Et deux de plus ! L’hécatombe continue dans l’univers de la mode. Après l'enseigne de mode Jennyfer, placée en liquidation judiciaire en avril et Naf Naf une nouvelle fois en redressement fin mai, c’est au tour de Comptoir des Cotonniers (vêtement pour femmes) et de Princesse tam tam (lingerie) de se retrouver dans la tourmente. À leur demande, ces deux entités ont été placées en redressement judiciaire ce mercredi 2 juillet par le Tribunal des Activités économiques de Paris. Rachetées en 2005 par le géant japonais Fast Retailing (la maison mère d’Uniqlo), les deux griffes peinent à retrouver le chemin de la rentabilité depuis plusieurs années.

Contacté par Capital fin juin, le groupe Fast Retailing France nous a répondu que «cette demande de placement en redressement judiciaire vise à préserver les emplois autant que possible et à redresser l’activité des sociétés en leur permettant de retrouver une trajectoire économique viable et pérenne dans le cadre d’un plan de redressement et d’un projet de réorganisation socialement responsables». Parmi les chantiers évoqués par le groupe : la rationalisation du réseau de distribution en réduisant le nombre des magasins et en privilégiant un modèle de boutiques plus grandes, hybrides (vente assistée et vente en libre-service) et combinées (présence des marques Comptoir des Cotonniers et Princesse tam tam). «Pendant toute la durée de la procédure, Fast Retailing France et ses marques resteront en activité sous l’égide de deux administrateurs judiciaires», assure le groupe.

Des ventes en baisse de 12 à 13% en trois ans

En difficulté depuis plusieurs années, ces deux griffes avaient déjà réduit la voilure en 2023. 28 points de vente Comptoirs des Cotonniers sur les 67 exploités dans l'Hexagone ont fermé, engendrant la suppression de 110 postes en CDI sur les 272. Pour Princesse tam-tam, 27 magasins sur 69 ont baissé le rideau et 84 postes sur 235 ont disparu. Mais cette cure d’austérité n’a visiblement pas suffi. Selon Pappers, en trois ans, Comptoir des Cotonniers a vu son chiffre d’affaires fondre de 72,2 à 63,4 millions d’euros (-12%) et celui de Princesse tam tam dégringoler de 50,4 à 43,9 millions d’euros (-13%). Et dans les deux cas, les pertes s’accumulent année après année.

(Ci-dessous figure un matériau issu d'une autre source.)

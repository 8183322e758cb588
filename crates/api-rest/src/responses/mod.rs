//! Standardized API response types.

use axum::{
    response::{IntoResponse, Response},
    Json,
};
use serde_json::{Map, Value};

/// Response to a successful create: one field, named after the table's id
/// column, holding the generated id.
///
/// Serializes as e.g. `{ "veiculo_id": 1 }` with status 200.
#[derive(Debug, Clone, Copy, PartialEq, Eq)]
pub struct CreatedId {
    /// Name of the id column
    pub field: &'static str,
    /// Generated row id
    pub id: i64,
}

impl CreatedId {
    /// Create a new created-id response
    pub fn new(field: &'static str, id: i64) -> Self {
        Self { field, id }
    }

    /// The JSON object sent to the client
    pub fn to_json(self) -> Value {
        let mut body = Map::with_capacity(1);
        body.insert(self.field.to_string(), Value::from(self.id));
        Value::Object(body)
    }
}

impl IntoResponse for CreatedId {
    fn into_response(self) -> Response {
        Json(self.to_json()).into_response()
    }
}

#[cfg(test)]
mod tests {
    use super::*;
    use axum::http::StatusCode;

    #[test]
    fn test_created_id_body() {
        let created = CreatedId::new("veiculo_id", 1);
        assert_eq!(created.to_json(), serde_json::json!({ "veiculo_id": 1 }));
    }

    #[test]
    fn test_created_id_status_is_ok() {
        let response = CreatedId::new("cliente_id", 7).into_response();
        assert_eq!(response.status(), StatusCode::OK);
    }
}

Alors où est passée la magie de ces deux marques créées dans les années 1980-1990 ? «Elles n’ont pas su se réinventer», nous indique David Robin, associé chez Colombus Consulting. Positionnées sur le segment premium, elles ne justifient plus leurs prix, ni par la qualité, ni par un engagement fort. Fabriquées en Asie, Turquie ou Europe de l’Est… exactement comme les enseignes mass-market qu’elles prétendent dépasser. Leur autre talon d’Achille ? Un désamour générationnel. Comptoir des Cotonniers et Princesse tam tam ont séduit les trentenaires d’hier mais ne parlent plus aux jeunes femmes d’aujourd’hui. Les dernières égéries ? Charlotte Gainsbourg et Camille Rowe en 2016. Depuis, silence radio. Pas de storytelling, pas de souffle. «Nombreuses sont les marques à avoir eu leur moment de gloire à une certaine période mais ces succès s’essoufflent dans la durée et le problème réside dans le fait de ne pas savoir se renouveler…», ajoute David Robin.

La liste noire pourrait encore s’allonger

Néanmoins, ces marques suscitent encore de l'intérêt. L’ancien boss de Comptoir des Cotonniers, Frédéric Biousse, aux manettes entre 2003 à 2007 n’exclut pas de revenir dans la danse aux côtés de Fast Retailing ou de nouveaux investisseurs. Pour David Robin, le come-back s’annonce périlleux. «Il va falloir des capitaux pour relancer les collections. Il n’y a pas beaucoup de marques de mode qui ont réussi à se relever après des passages en redressement judiciaire». D’ailleurs Princesse tam tam et Comptoir des Cotonniers risquent de ne pas être les dernières victimes d’un secteur asphyxié par des loyers stratosphériques, d’une digitalisation coûteuse, et d’une clientèle qui se tourne de plus en plus vers des marques ultra low cost comme Shein et Temu. «Les difficultés sont toujours là. Les marques situées entre le luxe accessible et le mass-market ont beaucoup de mal à relever la tête…», ajoute le consultant.